YOUR TASK: Exactly as given, transcribe each entry that follows.

(Dataset excerpts)
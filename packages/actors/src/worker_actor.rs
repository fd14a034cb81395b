//! Worker actor running the reserve/execute/suspend loop.
//!
//! Each `Poll` is one pass through the loop:
//!
//! ```text
//! RESERVING --job--> EXECUTING --> (next Poll)
//!     |
//!     +--none--> SUSPENDED --interval--> (next Poll)
//!     |             \--zero interval--> STOPPED
//!     +--shutdown--> STOPPED
//! ```
//!
//! An actor handles one message at a time, so a worker never reserves a
//! second job while the first one runs.

use std::sync::Arc;
use std::time::{Duration, Instant};

use backend::{BackendError, QueueBackend};
use chrono::Utc;
use queue_core::{Job, WorkerEvent};
use ractor::{Actor, ActorProcessingErr, ActorRef};
use tokio::sync::broadcast;

use crate::handler::JobHandlerRegistry;
use crate::messages::WorkerMessage;
use crate::suspend;
use crate::task::{AliveGuard, Worker, WorkerState};

/// State for the worker actor.
pub struct WorkerActorState {
    pub worker: Worker,
    pub backend: Arc<dyn QueueBackend>,
    pub handlers: Arc<JobHandlerRegistry>,
    pub events: broadcast::Sender<WorkerEvent>,
    /// Job being processed. Only set within one step.
    pub current_job: Option<Job>,
    registered: bool,
    stopped: bool,
    _alive: AliveGuard,
}

impl WorkerActorState {
    fn emit(&self, event: WorkerEvent) {
        tracing::trace!("{}", event.description());
        let _ = self.events.send(event);
    }

    fn worker_id(&self) -> String {
        self.worker.id().to_string()
    }

    /// Deregister and announce the stop. Runs at most once.
    async fn finish(&mut self, reason: &str) {
        if self.stopped {
            return;
        }
        self.stopped = true;

        if self.registered {
            if let Err(e) = self.backend.deregister_worker(self.worker.id()).await {
                tracing::warn!("Failed to deregister worker {}: {}", self.worker.id(), e);
            }
            self.registered = false;
        }

        self.worker.set_state(WorkerState::Stopped);
        tracing::info!("Worker {} stopped: {}", self.worker.id(), reason);
        self.emit(WorkerEvent::WorkerStopped {
            worker_id: self.worker_id(),
            reason: reason.to_string(),
            timestamp: Utc::now(),
        });
    }
}

/// Worker actor arguments.
pub struct WorkerArgs {
    pub worker: Worker,
    pub backend: Arc<dyn QueueBackend>,
    pub handlers: Arc<JobHandlerRegistry>,
    pub events: broadcast::Sender<WorkerEvent>,
    pub guard: AliveGuard,
}

/// What the loop does after a step.
#[derive(Debug, PartialEq)]
enum Next {
    Continue,
    Suspend { interval: Duration, paused: bool },
    Stop(&'static str),
}

/// Worker actor that executes jobs.
pub struct WorkerActor;

impl WorkerActor {
    async fn step(&self, state: &mut WorkerActorState) -> Result<Next, BackendError> {
        if !state.registered {
            state.backend.register_worker(state.worker.id()).await?;
            state.registered = true;

            tracing::info!(
                "Worker {} started, polling {}",
                state.worker.id(),
                state.worker.queues()
            );
            state.emit(WorkerEvent::WorkerStarted {
                worker_id: state.worker_id(),
                queues: state.worker.queues().to_string(),
                timestamp: Utc::now(),
            });
        }

        state.worker.set_state(WorkerState::Reserving);

        if state.worker.is_shutdown_requested() {
            return Ok(Next::Stop("shutdown requested"));
        }

        if state.worker.is_paused() {
            return Ok(idle(state.worker.interval(), true));
        }

        match state.backend.reserve(state.worker.queues()).await? {
            Some(job) => {
                self.execute(state, job).await?;
                Ok(Next::Continue)
            }
            None => Ok(idle(state.worker.interval(), false)),
        }
    }

    async fn execute(&self, state: &mut WorkerActorState, job: Job) -> Result<(), BackendError> {
        let id = state.worker.id().clone();
        state.worker.set_state(WorkerState::Executing);
        state.current_job = Some(job.clone());

        state.backend.mark_working(&id, &job).await?;
        tracing::info!("Worker {} processing {}", id, job);
        state.emit(WorkerEvent::JobStarted {
            worker_id: state.worker_id(),
            queue: job.queue.clone(),
            class: job.class().to_string(),
            timestamp: Utc::now(),
        });

        let started = Instant::now();
        let result = state.handlers.perform(&job).await;
        let duration_ms = u64::try_from(started.elapsed().as_millis()).unwrap_or(u64::MAX);

        match result {
            Ok(()) => {
                tracing::debug!("Worker {} done with {} in {}ms", id, job, duration_ms);
                state.emit(WorkerEvent::JobCompleted {
                    worker_id: state.worker_id(),
                    queue: job.queue.clone(),
                    class: job.class().to_string(),
                    duration_ms,
                    timestamp: Utc::now(),
                });
            }
            Err(error) => {
                tracing::warn!("Worker {} failed {}: {}", id, job, error);
                state.backend.record_failure(&id, &job, &error).await?;
                state.emit(WorkerEvent::JobFailed {
                    worker_id: state.worker_id(),
                    queue: job.queue.clone(),
                    class: job.class().to_string(),
                    error,
                    timestamp: Utc::now(),
                });
            }
        }

        state.backend.mark_done(&id, &job).await?;
        state.current_job = None;
        state.worker.set_state(WorkerState::Idle);
        Ok(())
    }
}

/// Nothing to do: suspend, or stop when the interval is zero.
fn idle(interval: Duration, paused: bool) -> Next {
    if interval.is_zero() {
        Next::Stop(if paused {
            "paused with zero interval"
        } else {
            "queues drained"
        })
    } else {
        Next::Suspend { interval, paused }
    }
}

impl Actor for WorkerActor {
    type Msg = WorkerMessage;
    type State = WorkerActorState;
    type Arguments = WorkerArgs;

    async fn pre_start(
        &self,
        myself: ActorRef<Self::Msg>,
        args: Self::Arguments,
    ) -> Result<Self::State, ActorProcessingErr> {
        tracing::info!("Starting worker: {}", args.worker.id());

        args.worker.set_state(WorkerState::Idle);
        myself.send_message(WorkerMessage::Poll)?;

        Ok(WorkerActorState {
            worker: args.worker,
            backend: args.backend,
            handlers: args.handlers,
            events: args.events,
            current_job: None,
            registered: false,
            stopped: false,
            _alive: args.guard,
        })
    }

    async fn handle(
        &self,
        myself: ActorRef<Self::Msg>,
        message: Self::Msg,
        state: &mut Self::State,
    ) -> Result<(), ActorProcessingErr> {
        if state.stopped {
            return Ok(());
        }

        if message == WorkerMessage::Shutdown {
            tracing::info!("Shutting down worker: {}", state.worker.id());
            state.worker.request_shutdown();
        }

        match self.step(state).await {
            Ok(Next::Continue) => {
                myself.send_message(WorkerMessage::Poll)?;
            }
            Ok(Next::Suspend { interval, paused }) => {
                state.worker.set_state(WorkerState::Suspended);
                tracing::debug!(
                    "Worker {} suspending for {:?}{}",
                    state.worker.id(),
                    interval,
                    if paused { " (paused)" } else { "" }
                );
                state.emit(WorkerEvent::WorkerSuspended {
                    worker_id: state.worker_id(),
                    interval_ms: u64::try_from(interval.as_millis()).unwrap_or(u64::MAX),
                    paused,
                    timestamp: Utc::now(),
                });
                suspend::wake_after(
                    myself.clone(),
                    interval,
                    WorkerMessage::Poll,
                    state.worker.interrupted(),
                );
            }
            Ok(Next::Stop(reason)) => {
                state.finish(reason).await;
                myself.stop(Some(reason.to_string()));
            }
            Err(e) => {
                tracing::error!("Worker {} failed: {}", state.worker.id(), e);
                state.finish(&format!("backend error: {}", e)).await;
                return Err(ActorProcessingErr::from(e));
            }
        }

        Ok(())
    }
}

RESPONSE:
filename packages/actors/src/worker_actor.rs
repository fd14a034cb81395b
//! Worker actor running the reserve/execute/suspend loop.
//!
//! Each `Poll` is one pass through the loop:
//!
//! ```text
//! RESERVING --job--> EXECUTING --> (next Poll)
//!     |
//!     +--none--> SUSPENDED --interval--> (next Poll)
//!     |             \--zero interval--> STOPPED
//!     +--shutdown--> STOPPED
//! ```
//!
//! An actor handles one message at a time, so a worker never reserves a
//! second job while the first one runs.

use std::sync::Arc;
use std::time::{Duration, Instant};

use backend::{BackendError, QueueBackend};
use chrono::Utc;
use queue_core::{Job, WorkerEvent};
use ractor::{Actor, ActorProcessingErr, ActorRef};
use tokio::sync::broadcast;

use crate::handler::JobHandlerRegistry;
use crate::messages::WorkerMessage;
use crate::suspend;
use crate::task::{AliveGuard, Worker, WorkerState};

/// State for the worker actor.
pub struct WorkerActorState {
    pub worker: Worker,
    pub backend: Arc<dyn QueueBackend>,
    pub handlers: Arc<JobHandlerRegistry>,
    pub events: broadcast::Sender<WorkerEvent>,
    /// Job being processed. Only set within one step.
    pub current_job: Option<Job>,
    registered: bool,
    stopped: bool,
    _alive: AliveGuard,
}

impl WorkerActorState {
    fn emit(&self, event: WorkerEvent) {
        tracing::trace!("{}", event.description());
        let _ = self.events.send(event);
    }

    fn worker_id(&self) -> String {
        self.worker.id().to_string()
    }

    /// Deregister and announce the stop. Runs at most once.
    async fn finish(&mut self, reason: &str) {
        if self.stopped {
            return;
        }
        self.stopped = true;

        if self.registered {
            if let Err(e) = self.backend.deregister_worker(self.worker.id()).await {
                tracing::warn!("Failed to deregister worker {}: {}", self.worker.id(), e);
            }
            self.registered = false;
        }

        self.worker.set_state(WorkerState::Stopped);
        tracing::info!("Worker {} stopped: {}", self.worker.id(), reason);
        self.emit(WorkerEvent::WorkerStopped {
            worker_id: self.worker_id(),
            reason: reason.to_string(),
            timestamp: Utc::now(),
        });
    }
}

/// Worker actor arguments.
pub struct WorkerArgs {
    pub worker: Worker,
    pub backend: Arc<dyn QueueBackend>,
    pub handlers: Arc<JobHandlerRegistry>,
    pub events: broadcast::Sender<WorkerEvent>,
    pub guard: AliveGuard,
}

/// What the loop does after a step.
#[derive(Debug, PartialEq)]
enum Next {
    Continue,
    Suspend { interval: Duration, paused: bool },
    Stop(&'static str),
}

/// Worker actor that executes jobs.
pub struct WorkerActor;

impl WorkerActor {
    async fn step(&self, state: &mut WorkerActorState) -> Result<Next, BackendError> {
        if !state.registered {
            state.backend.register_worker(state.worker.id()).await?;
            state.registered = true;

            tracing::info!(
                "Worker {} started, polling {}",
                state.worker.id(),
                state.worker.queues()
            );
            state.emit(WorkerEvent::WorkerStarted {
                worker_id: state.worker_id(),
                queues: state.worker.queues().to_string(),
                timestamp: Utc::now(),
            });
        }

        state.worker.set_state(WorkerState::Reserving);

        if state.worker.is_shutdown_requested() {
            return Ok(Next::Stop("shutdown requested"));
        }

        if state.worker.is_paused() {
            return Ok(idle(state.worker.interval(), true));
        }

        match state.backend.reserve(state.worker.queues()).await? {
            Some(job) => {
                self.execute(state, job).await?;
                Ok(Next::Continue)
            }
            None => Ok(idle(state.worker.interval(), false)),
        }
    }

    async fn execute(&self, state: &mut WorkerActorState, job: Job) -> Result<(), BackendError> {
        let id = state.worker.id().clone();
        state.worker.set_state(WorkerState::Executing);
        state.current_job = Some(job.clone());

        state.backend.mark_working(&id, &job).await?;
        tracing::info!("Worker {} processing {}", id, job);
        state.emit(WorkerEvent::JobStarted {
            worker_id: state.worker_id(),
            queue: job.queue.clone(),
            class: job.class().to_string(),
            timestamp: Utc::now(),
        });

        let started = Instant::now();
        let result = state.handlers.perform(&job).await;
        let duration_ms = u64::try_from(started.elapsed().as_millis()).unwrap_or(u64::MAX);

        match result {
            Ok(()) => {
                tracing::debug!("Worker {} done with {} in {}ms", id, job, duration_ms);
                state.emit(WorkerEvent::JobCompleted {
                    worker_id: state.worker_id(),
                    queue: job.queue.clone(),
                    class: job.class().to_string(),
                    duration_ms,
                    timestamp: Utc::now(),
                });
            }
            Err(error) => {
                tracing::warn!("Worker {} failed {}: {}", id, job, error);
                state.backend.record_failure(&id, &job, &error).await?;
                state.emit(WorkerEvent::JobFailed {
                    worker_id: state.worker_id(),
                    queue: job.queue.clone(),
                    class: job.class().to_string(),
                    error,
                    timestamp: Utc::now(),
                });
            }
        }

        state.backend.mark_done(&id, &job).await?;
        state.current_job = None;
        state.worker.set_state(WorkerState::Idle);
        Ok(())
    }
}

/// Nothing to do: suspend, or stop when the interval is zero.
fn idle(interval: Duration, paused: bool) -> Next {
    if interval.is_zero() {
        Next::Stop(if paused {
            "paused with zero interval"
        } else {
            "queues drained"
        })
    } else {
        Next::Suspend { interval, paused }
    }
}

impl Actor for WorkerActor {
    type Msg = WorkerMessage;
    type State = WorkerActorState;
    type Arguments = WorkerArgs;

    async fn pre_start(
        &self,
        myself: ActorRef<Self::Msg>,
        args: Self::Arguments,
    ) -> Result<Self::State, ActorProcessingErr> {
        tracing::info!("Starting worker: {}", args.worker.id());

        args.worker.set_state(WorkerState::Idle);
        myself.send_message(WorkerMessage::Poll)?;

        Ok(WorkerActorState {
            worker: args.worker,
            backend: args.backend,
            handlers: args.handlers,
            events: args.events,
            current_job: None,
            registered: false,
            stopped: false,
            _alive: args.guard,
        })
    }

    async fn handle(
        &self,
        myself: ActorRef<Self::Msg>,
        message: Self::Msg,
        state: &mut Self::State,
    ) -> Result<(), ActorProcessingErr> {
        if state.stopped {
            return Ok(());
        }

        if message == WorkerMessage::Shutdown {
            tracing::info!("Shutting down worker: {}", state.worker.id());
            state.worker.request_shutdown();
        }

        match self.step(state).await {
            Ok(Next::Continue) => {
                myself.send_message(WorkerMessage::Poll)?;
            }
            Ok(Next::Suspend { interval, paused }) => {
                state.worker.set_state(WorkerState::Suspended);
                tracing::debug!(
                    "Worker {} suspending for {:?}{}",
                    state.worker.id(),
                    interval,
                    if paused { " (paused)" } else { "" }
                );
                state.emit(WorkerEvent::WorkerSuspended {
                    worker_id: state.worker_id(),
                    interval_ms: u64::try_from(interval.as_millis()).unwrap_or(u64::MAX),
                    paused,
                    timestamp: Utc::now(),
                });
                suspend::wake_after(
                    myself.clone(),
                    interval,
                    WorkerMessage::Poll,
                    state.worker.interrupted(),
                );
            }
            Ok(Next::Stop(reason)) => {
                state.finish(reason).await;
                myself.stop(Some(reason.to_string()));
            }
            Err(e) => {
                tracing::error!("Worker {} failed: {}", state.worker.id(), e);
                state.finish(&format!("backend error: {}", e)).await;
                return Err(ActorProcessingErr::from(e));
            }
        }

        Ok(())
    }
}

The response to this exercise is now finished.